BRENDAN MCDERMID/REUTERS/Newscom
The FDA announced last week that it had decided not to require producers of sugar, honey, or maple syrup to label their products as containing "added sugar," under the agency's ongoing implementation of rules finalized in 2016 under then-Pres. Obama.
As the FDA explained in its announcement, requiring makers of foods that contain no added sugars to state otherwise could "inadvertently lead consumers to think their pure products, such as a jar of honey or maple syrup, may actually contain added table sugar or corn syrup because there are 'added sugars' listed on the label."
You think?
Indeed, forcing makers of maple syrup or honey, which contain no added sugars, to lie and claim their foods do contain added sugars never made any sense. Still, the reversal of course comes after the FDA took some months to ponder its baffling opinion that added sugars include both the obvious (sugars added to food) and the tortured (sugars "packaged as such," whatever that means).
"In one way it makes no sense at all," wrote Patrick Clinton of the New Food Economy (where I also contribute), in a piece on the FDA's "added sugar" label this summer. "But in another way it reveals a lot about the Regulatory Mind."
Which is to say, regulators and regulations often make no sense at all.
In his announcement last week, FDA Commissioner Scott Gottlieb defended the "added sugar" label as "empowering consumers with accurate and science-based information to help them make more informed, healthier choices." Nope. It turns out the FDA's requirement that food makers include an "added sugar" designation on others foods that do contain added sugar doesn't make any sense, either.
First off, the FDA has required a food product's amount of total sugar per serving to appear on food labels for decades. But the creation of an "added sugar" label was one of the signature food-policy changes championed several years ago by then-First Lady Michelle Obama, who dubbed the label "a huge deal." It was a huge deal, the White House boasted in 2016, because the added sugar label will—wait for it—"help consumers know how much sugar is added to the product."
Despite that underwhelming tautology, supporters of the "added sugar" label clamored for its arrival. The Center for Science in the Public Interest characterized the "added sugar" label as "critical information [consumers] need to make decisions," while some food companies have adopted the labels ahead of any formal deadline and want the FDA to force their competitors to do the same.
But what exactly does an added sugar label tell us that the existing total sugar label does not? Nothing worthwhile. As I've written time and again, the whole premise behind the "added sugar" label itself is flawed and misleading.
First and foremost, it's deeply confusing. The current, accurate, and appropriate requirement to list total sugars per serving includes any and all sugars that occur naturally in a food (e.g., those in a fruit that is itself an ingredient in a food) plus any sugar (e.g. cane sugar) that's added by the food manufacturer. The new requirement to also list added sugar seemingly exalts some high-sugar foods that contain no added sugar (such as orange juice) while stigmatizing foods with added sugar that may contain far less total sugar than that same orange juice.

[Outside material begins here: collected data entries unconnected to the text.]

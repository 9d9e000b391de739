use std::sync::{
    Arc,
    atomic::{AtomicU64, Ordering},
};

/// Counters for claim/release traffic on one port.
///
/// Clones share the same counters.
///
/// # Example
/// ```rust
/// use stagehand_core::metrics::PortMetrics;
///
/// let metrics = PortMetrics::default();
/// metrics.claimed();
/// metrics.starved();
/// assert_eq!(metrics.claims(), 1);
/// assert_eq!(metrics.starvations(), 1);
/// ```
#[derive(Debug, Default, Clone)]
pub struct PortMetrics {
    inner: Arc<Counters>,
}

#[derive(Debug, Default)]
struct Counters {
    claims: AtomicU64,
    starved: AtomicU64,
    releases: AtomicU64,
    rejected: AtomicU64,
    delivered: AtomicU64,
}

impl PortMetrics {
    /// A buffer was handed to the stage.
    pub fn claimed(&self) {
        self.inner.claims.fetch_add(1, Ordering::Relaxed);
    }

    /// A claim found the port empty.
    pub fn starved(&self) {
        self.inner.starved.fetch_add(1, Ordering::Relaxed);
    }

    /// A buffer came back from the stage.
    pub fn released(&self) {
        self.inner.releases.fetch_add(1, Ordering::Relaxed);
    }

    /// A release was refused.
    pub fn rejected(&self) {
        self.inner.rejected.fetch_add(1, Ordering::Relaxed);
    }

    /// The neighbor made a buffer claimable.
    pub fn delivered(&self) {
        self.inner.delivered.fetch_add(1, Ordering::Relaxed);
    }

    pub fn claims(&self) -> u64 {
        self.inner.claims.load(Ordering::Relaxed)
    }

    pub fn starvations(&self) -> u64 {
        self.inner.starved.load(Ordering::Relaxed)
    }

    pub fn releases(&self) -> u64 {
        self.inner.releases.load(Ordering::Relaxed)
    }

    pub fn rejections(&self) -> u64 {
        self.inner.rejected.load(Ordering::Relaxed)
    }

    pub fn deliveries(&self) -> u64 {
        self.inner.delivered.load(Ordering::Relaxed)
    }
}
use crossbeam_queue::ArrayQueue;

/// Result of offering a value to a [`PortQueue`].
///
/// A rejected value is handed back so buffers are never silently dropped.
///
/// # Example
/// ```rust
/// use stagehand_core::queue::{PortQueue, SendOutcome};
///
/// let queue = PortQueue::new(1);
/// assert!(matches!(queue.send(1u8), SendOutcome::Ok));
/// assert!(matches!(queue.send(2u8), SendOutcome::Full(2)));
/// ```
#[derive(Debug, PartialEq, Eq)]
pub enum SendOutcome<T> {
    /// Value was accepted.
    Ok,
    /// Queue is full; the value is returned.
    Full(T),
}

/// Result of attempting to take a value from a [`PortQueue`].
///
/// # Example
/// ```rust
/// use stagehand_core::queue::{PortQueue, RecvOutcome};
///
/// let queue = PortQueue::<u8>::new(1);
/// assert!(matches!(queue.recv(), RecvOutcome::Empty));
/// ```
#[derive(Debug, PartialEq, Eq)]
pub enum RecvOutcome<T> {
    /// Received value.
    Data(T),
    /// Queue currently empty.
    Empty,
}

impl<T> RecvOutcome<T> {
    pub fn into_option(self) -> Option<T> {
        match self {
            RecvOutcome::Data(value) => Some(value),
            RecvOutcome::Empty => None,
        }
    }
}

/// Bounded, lock-free FIFO used for each direction of buffer hand-off on a port.
///
/// Neither side ever blocks: an empty queue is reported as [`RecvOutcome::Empty`]
/// and a full one as [`SendOutcome::Full`].
pub struct PortQueue<T> {
    queue: ArrayQueue<T>,
}

impl<T> PortQueue<T> {
    /// Create a queue holding at most `capacity` values (minimum 1).
    pub fn new(capacity: usize) -> Self {
        Self {
            queue: ArrayQueue::new(capacity.max(1)),
        }
    }

    /// Attempt to enqueue without blocking.
    pub fn send(&self, value: T) -> SendOutcome<T> {
        match self.queue.push(value) {
            Ok(()) => SendOutcome::Ok,
            Err(value) => SendOutcome::Full(value),
        }
    }

    /// Attempt to dequeue without blocking.
    pub fn recv(&self) -> RecvOutcome<T> {
        match self.queue.pop() {
            Some(value) => RecvOutcome::Data(value),
            None => RecvOutcome::Empty,
        }
    }

    pub fn len(&self) -> usize {
        self.queue.len()
    }

    pub fn is_empty(&self) -> bool {
        self.queue.is_empty()
    }

    pub fn capacity(&self) -> usize {
        self.queue.capacity()
    }
}

#[cfg(test)]
mod tests {
    use super::*;

    #[test]
    fn preserves_fifo_order() {
        let queue = PortQueue::new(3);
        for v in 0..3 {
            assert_eq!(queue.send(v), SendOutcome::Ok);
        }
        let drained: Vec<_> = std::iter::from_fn(|| queue.recv().into_option()).collect();
        assert_eq!(drained, vec![0, 1, 2]);
    }

    #[test]
    fn zero_capacity_is_clamped() {
        let queue = PortQueue::new(0);
        assert_eq!(queue.capacity(), 1);
        assert_eq!(queue.send(1), SendOutcome::Ok);
    }
}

If a person is trying to reduce the amount of sugar they consume, which of these hypothetical foods is healthiest?
Food X contains 15g total sugar, including 0g naturally occurring sugar and 15g added sugar.
Food Y contains 43g total sugar, including 43g naturally occurring sugar and 0g added sugar.
Food Z contains 35g total sugar, including 26g naturally occurring sugar and 9g added sugar.
For a person who's limiting their sugar intake, the food with the most "added sugar"—Food X—is the least unhealthy choice, because it contains the smallest amount of total sugar. The food with no added sugar at all—Food Y—is clearly that person's worst option of the three, because it has the most sugar overall. But forcing food makers to include an "added sugar" label would, in the above scenario, likely steer a person away from the least unhealthy option. How can anyone possibly call that good policy?
As I wrote in a 2014 column, the FDA's stigmatization of "added sugar" is part of a larger agency campaign to paint a laundry list of food ingredients that are added to processed foods as the enemy. FDA regulators, I wrote, "are hard at work hunting down these ingredients and seeking to exorcise them—directly, or through stigmatization—from America's grocery shelves."
I support the FDA's requirement that food makers who sell across state lines label any and all ingredients that appear in packaged foods. And I accept the FDA's requirement that food makers also provide consumers with information about the nutrition contents of foods via a nutrition-facts label. But I neither support nor accept an added sugar label that serves to mislead, confuse, and cause potential harm to consumers.